GOAL OF THE EXERCISE:
Identify each line below containing the string "protocol" and copy it.

Collected data:
[Start of Attachment]

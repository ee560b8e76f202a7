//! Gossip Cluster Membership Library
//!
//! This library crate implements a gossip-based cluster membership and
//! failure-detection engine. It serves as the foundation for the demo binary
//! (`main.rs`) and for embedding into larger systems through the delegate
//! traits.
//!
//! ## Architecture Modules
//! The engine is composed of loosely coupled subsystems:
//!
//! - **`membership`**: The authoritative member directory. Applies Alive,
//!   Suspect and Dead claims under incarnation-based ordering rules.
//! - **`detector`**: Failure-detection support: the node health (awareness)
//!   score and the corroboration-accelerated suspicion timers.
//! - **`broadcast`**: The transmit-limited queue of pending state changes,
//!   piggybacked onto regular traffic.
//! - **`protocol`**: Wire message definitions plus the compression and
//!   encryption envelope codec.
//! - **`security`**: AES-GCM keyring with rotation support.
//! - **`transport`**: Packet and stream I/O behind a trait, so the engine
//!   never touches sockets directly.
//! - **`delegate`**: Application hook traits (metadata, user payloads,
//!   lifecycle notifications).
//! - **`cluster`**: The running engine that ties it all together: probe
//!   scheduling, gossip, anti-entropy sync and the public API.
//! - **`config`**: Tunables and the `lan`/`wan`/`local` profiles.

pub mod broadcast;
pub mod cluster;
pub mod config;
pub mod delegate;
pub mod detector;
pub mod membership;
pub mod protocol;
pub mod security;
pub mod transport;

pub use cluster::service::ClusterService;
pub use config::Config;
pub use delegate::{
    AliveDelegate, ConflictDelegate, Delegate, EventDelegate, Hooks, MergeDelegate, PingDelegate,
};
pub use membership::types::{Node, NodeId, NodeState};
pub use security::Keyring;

[End of Attachment]
[Start of Attachment]

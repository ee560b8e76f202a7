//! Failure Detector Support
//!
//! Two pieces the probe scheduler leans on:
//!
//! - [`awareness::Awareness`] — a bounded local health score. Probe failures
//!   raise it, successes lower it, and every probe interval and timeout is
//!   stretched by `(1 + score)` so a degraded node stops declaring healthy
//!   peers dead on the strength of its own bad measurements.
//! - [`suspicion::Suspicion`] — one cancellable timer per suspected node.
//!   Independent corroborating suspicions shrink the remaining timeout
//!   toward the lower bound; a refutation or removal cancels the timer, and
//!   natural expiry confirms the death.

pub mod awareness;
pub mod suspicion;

[End of Attachment]

EXERCISE SOLUTION:
//! - **`protocol`**: Wire message definitions plus the compression and
pub mod protocol;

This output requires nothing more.